■ Extracted entries
☆ ☆ ☆ ☆ ☆ ☆ ☆

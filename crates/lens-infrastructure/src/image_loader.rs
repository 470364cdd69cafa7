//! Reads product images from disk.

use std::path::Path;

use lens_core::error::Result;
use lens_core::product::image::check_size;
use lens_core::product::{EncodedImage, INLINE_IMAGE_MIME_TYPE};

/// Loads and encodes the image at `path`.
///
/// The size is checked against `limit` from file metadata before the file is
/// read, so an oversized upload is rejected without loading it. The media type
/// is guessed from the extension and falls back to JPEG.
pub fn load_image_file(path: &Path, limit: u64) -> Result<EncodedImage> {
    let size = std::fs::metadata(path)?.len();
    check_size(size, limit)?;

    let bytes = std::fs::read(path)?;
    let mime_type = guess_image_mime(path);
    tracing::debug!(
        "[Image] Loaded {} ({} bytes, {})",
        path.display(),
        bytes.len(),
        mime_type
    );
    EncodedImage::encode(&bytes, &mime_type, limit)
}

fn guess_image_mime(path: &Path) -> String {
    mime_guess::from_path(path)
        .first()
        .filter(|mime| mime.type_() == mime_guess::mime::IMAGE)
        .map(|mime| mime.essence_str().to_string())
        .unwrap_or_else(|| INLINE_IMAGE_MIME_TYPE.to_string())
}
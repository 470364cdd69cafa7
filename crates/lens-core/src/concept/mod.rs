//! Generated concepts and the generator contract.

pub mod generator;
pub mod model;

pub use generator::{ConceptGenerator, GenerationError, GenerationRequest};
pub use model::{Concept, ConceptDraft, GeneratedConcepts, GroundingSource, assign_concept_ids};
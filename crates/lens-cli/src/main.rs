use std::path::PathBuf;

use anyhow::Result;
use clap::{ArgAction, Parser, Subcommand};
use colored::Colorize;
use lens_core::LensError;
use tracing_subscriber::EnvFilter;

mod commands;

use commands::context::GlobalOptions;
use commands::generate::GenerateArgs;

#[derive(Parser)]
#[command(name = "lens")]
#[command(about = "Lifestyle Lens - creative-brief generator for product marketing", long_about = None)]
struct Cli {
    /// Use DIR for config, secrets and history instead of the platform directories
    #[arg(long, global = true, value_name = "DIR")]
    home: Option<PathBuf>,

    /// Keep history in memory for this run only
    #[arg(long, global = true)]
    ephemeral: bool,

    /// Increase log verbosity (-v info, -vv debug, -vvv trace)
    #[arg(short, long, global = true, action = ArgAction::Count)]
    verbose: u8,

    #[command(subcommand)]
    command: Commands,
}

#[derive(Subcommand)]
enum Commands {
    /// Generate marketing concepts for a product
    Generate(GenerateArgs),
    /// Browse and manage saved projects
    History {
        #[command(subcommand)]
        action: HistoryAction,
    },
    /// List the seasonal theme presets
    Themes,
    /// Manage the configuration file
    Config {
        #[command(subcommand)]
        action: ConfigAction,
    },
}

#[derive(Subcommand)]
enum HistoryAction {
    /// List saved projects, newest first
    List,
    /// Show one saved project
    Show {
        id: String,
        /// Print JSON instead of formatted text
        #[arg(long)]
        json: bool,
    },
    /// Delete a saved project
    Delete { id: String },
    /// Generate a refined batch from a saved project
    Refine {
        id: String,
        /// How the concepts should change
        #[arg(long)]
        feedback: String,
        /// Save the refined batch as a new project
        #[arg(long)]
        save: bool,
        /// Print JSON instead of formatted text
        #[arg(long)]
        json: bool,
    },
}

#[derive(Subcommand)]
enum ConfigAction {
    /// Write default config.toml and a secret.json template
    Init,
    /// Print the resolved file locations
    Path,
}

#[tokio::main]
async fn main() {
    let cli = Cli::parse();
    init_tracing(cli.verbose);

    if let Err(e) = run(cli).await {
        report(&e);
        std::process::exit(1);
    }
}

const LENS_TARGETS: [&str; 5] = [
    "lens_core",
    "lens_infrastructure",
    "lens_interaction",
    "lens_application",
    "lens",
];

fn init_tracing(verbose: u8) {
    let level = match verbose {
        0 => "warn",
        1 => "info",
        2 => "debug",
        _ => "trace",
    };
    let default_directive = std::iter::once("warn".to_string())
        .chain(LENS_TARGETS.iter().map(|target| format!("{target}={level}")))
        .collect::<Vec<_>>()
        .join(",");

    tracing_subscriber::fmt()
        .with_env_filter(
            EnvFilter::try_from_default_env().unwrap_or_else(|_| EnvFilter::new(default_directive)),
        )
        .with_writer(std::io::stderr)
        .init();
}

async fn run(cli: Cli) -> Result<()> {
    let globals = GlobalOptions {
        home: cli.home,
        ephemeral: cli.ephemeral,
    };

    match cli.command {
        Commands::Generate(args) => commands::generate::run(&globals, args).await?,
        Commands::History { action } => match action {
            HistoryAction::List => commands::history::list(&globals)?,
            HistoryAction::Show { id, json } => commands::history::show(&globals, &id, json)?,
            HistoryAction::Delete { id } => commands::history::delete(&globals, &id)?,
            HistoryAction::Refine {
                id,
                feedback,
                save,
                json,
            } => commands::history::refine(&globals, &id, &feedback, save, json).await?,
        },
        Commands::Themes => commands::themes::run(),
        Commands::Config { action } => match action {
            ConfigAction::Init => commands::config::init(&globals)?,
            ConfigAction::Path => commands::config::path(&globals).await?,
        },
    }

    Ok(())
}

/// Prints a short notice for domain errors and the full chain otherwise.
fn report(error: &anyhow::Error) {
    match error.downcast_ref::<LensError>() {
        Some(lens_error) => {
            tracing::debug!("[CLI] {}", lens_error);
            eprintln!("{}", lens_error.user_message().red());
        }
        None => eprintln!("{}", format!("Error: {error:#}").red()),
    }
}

☆ ☆ ☆ ☆ ☆ ☆ ☆

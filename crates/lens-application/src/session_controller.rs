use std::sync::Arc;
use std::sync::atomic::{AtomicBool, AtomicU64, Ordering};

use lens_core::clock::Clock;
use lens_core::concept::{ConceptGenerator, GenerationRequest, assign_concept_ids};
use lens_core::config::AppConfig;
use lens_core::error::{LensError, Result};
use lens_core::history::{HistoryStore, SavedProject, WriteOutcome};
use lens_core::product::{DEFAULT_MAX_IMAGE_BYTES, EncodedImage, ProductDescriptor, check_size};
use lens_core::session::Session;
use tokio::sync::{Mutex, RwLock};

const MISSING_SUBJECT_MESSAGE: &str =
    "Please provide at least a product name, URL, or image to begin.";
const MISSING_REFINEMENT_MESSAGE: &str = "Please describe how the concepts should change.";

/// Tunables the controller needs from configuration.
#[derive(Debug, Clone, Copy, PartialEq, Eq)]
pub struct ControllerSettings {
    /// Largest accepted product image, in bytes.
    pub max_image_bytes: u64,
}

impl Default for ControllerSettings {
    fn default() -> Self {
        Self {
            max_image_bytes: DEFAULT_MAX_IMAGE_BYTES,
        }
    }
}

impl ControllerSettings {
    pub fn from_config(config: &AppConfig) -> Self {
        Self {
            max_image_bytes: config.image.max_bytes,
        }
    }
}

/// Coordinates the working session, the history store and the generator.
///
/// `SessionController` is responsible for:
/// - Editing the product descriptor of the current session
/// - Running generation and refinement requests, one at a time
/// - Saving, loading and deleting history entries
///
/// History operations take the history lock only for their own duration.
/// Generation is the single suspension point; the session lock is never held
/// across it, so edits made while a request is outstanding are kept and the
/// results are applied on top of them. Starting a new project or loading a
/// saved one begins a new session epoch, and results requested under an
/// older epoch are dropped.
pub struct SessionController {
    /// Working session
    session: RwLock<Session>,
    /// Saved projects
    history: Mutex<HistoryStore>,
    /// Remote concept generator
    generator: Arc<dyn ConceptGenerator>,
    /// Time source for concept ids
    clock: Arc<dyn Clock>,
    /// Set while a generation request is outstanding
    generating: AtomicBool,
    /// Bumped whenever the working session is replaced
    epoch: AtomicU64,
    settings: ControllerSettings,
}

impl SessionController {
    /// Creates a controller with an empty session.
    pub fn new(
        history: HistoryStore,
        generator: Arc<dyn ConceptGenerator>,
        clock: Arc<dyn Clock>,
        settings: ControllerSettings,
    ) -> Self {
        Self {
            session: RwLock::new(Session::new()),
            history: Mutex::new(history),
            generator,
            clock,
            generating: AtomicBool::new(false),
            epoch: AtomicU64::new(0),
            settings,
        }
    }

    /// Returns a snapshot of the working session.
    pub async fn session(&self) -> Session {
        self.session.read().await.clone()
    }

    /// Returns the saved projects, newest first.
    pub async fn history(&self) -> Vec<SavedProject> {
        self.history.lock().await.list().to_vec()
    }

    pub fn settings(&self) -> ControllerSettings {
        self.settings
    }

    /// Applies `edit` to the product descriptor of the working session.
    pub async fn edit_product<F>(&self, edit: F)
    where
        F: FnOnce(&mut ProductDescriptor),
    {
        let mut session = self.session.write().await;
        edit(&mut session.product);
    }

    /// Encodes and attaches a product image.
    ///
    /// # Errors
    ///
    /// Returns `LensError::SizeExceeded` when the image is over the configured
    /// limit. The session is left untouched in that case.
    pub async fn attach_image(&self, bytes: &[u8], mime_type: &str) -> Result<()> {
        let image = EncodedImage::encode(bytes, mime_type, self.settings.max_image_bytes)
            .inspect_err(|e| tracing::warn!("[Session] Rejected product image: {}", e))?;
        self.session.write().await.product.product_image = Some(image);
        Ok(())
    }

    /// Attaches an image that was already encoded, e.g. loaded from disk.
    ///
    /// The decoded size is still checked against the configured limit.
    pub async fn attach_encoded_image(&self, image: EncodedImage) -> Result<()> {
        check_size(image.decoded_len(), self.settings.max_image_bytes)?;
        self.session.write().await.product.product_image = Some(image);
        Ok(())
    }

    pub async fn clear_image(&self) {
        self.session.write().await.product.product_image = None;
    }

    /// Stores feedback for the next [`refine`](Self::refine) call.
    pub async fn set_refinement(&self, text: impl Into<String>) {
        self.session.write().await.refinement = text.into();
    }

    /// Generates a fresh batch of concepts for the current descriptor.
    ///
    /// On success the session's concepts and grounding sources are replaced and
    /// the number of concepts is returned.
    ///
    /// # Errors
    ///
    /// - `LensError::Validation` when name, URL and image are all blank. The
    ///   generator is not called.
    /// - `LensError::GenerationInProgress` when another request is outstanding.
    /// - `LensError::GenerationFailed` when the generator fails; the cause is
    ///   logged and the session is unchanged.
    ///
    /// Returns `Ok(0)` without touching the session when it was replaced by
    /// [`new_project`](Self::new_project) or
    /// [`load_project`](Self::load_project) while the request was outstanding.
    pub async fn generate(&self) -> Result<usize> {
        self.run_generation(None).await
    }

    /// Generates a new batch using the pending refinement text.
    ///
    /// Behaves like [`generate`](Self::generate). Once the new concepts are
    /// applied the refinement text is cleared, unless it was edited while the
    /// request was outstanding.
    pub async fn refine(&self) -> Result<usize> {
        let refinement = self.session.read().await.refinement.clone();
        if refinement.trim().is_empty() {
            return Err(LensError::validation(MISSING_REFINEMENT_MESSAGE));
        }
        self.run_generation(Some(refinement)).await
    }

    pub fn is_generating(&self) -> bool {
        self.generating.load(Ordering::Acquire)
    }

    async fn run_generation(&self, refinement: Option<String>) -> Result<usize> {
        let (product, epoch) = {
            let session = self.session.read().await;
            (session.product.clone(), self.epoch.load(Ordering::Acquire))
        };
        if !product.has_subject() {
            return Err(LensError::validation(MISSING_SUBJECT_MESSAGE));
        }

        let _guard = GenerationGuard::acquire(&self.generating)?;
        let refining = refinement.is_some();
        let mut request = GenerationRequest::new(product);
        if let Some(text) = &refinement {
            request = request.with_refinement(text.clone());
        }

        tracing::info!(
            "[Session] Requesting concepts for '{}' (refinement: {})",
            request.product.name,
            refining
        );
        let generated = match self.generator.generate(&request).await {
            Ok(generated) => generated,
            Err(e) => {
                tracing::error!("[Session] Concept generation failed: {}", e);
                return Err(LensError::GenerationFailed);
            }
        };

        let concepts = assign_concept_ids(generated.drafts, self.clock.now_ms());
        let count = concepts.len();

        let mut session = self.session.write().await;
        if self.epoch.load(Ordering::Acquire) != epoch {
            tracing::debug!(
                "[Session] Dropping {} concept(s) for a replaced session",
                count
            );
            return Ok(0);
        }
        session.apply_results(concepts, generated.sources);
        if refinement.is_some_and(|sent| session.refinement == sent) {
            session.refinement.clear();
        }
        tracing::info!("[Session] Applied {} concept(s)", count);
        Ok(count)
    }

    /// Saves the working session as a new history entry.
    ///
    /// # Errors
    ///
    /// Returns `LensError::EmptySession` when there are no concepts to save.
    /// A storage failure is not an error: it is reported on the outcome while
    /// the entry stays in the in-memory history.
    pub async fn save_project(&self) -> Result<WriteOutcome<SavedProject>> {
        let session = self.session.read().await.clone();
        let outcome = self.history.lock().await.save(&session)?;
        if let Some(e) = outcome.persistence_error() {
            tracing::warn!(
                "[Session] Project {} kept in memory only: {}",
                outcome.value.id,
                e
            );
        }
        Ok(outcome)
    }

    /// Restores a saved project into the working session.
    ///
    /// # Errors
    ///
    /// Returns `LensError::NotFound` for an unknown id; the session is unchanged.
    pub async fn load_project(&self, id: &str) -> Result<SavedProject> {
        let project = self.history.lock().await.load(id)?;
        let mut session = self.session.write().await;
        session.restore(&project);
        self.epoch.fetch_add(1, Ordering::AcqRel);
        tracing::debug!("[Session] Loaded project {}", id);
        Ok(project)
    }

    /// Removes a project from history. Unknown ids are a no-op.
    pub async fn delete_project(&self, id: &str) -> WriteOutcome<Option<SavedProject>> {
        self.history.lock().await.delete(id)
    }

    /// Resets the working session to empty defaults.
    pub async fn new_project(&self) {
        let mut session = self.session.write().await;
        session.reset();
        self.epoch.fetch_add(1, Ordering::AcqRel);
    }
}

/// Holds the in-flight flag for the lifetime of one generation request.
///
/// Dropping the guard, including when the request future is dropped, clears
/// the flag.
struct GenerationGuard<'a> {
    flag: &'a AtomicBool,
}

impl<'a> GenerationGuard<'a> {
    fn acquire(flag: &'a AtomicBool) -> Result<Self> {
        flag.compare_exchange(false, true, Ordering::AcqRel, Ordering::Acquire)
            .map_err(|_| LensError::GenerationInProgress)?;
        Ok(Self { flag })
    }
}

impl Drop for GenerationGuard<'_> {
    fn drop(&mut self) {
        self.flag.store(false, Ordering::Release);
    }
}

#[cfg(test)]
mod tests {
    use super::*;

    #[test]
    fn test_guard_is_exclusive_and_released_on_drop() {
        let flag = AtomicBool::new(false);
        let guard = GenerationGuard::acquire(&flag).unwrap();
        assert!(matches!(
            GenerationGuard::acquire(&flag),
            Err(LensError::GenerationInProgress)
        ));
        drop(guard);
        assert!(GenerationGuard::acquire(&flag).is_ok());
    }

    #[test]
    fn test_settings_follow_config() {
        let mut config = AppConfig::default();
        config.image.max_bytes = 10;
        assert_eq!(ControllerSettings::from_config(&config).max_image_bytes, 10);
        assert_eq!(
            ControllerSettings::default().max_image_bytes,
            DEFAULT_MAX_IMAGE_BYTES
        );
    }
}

☆ ☆ ☆ ☆ ☆ ☆ ☆

■ Work instructions
In the entries above, find the line with "filename crates/lens-infrastructure/src/image_loader.rs" and the line with "let size = std::fs::metadata(path)?.len();", then set down exactly those two and every line between them, nothing else.

■ Output of the exercise
filename crates/lens-infrastructure/src/image_loader.rs
repository 470364cdd69cafa7
//! Reads product images from disk.

use std::path::Path;

use lens_core::error::Result;
use lens_core::product::image::check_size;
use lens_core::product::{EncodedImage, INLINE_IMAGE_MIME_TYPE};

/// Loads and encodes the image at `path`.
///
/// The size is checked against `limit` from file metadata before the file is
/// read, so an oversized upload is rejected without loading it. The media type
/// is guessed from the extension and falls back to JPEG.
pub fn load_image_file(path: &Path, limit: u64) -> Result<EncodedImage> {
    let size = std::fs::metadata(path)?.len();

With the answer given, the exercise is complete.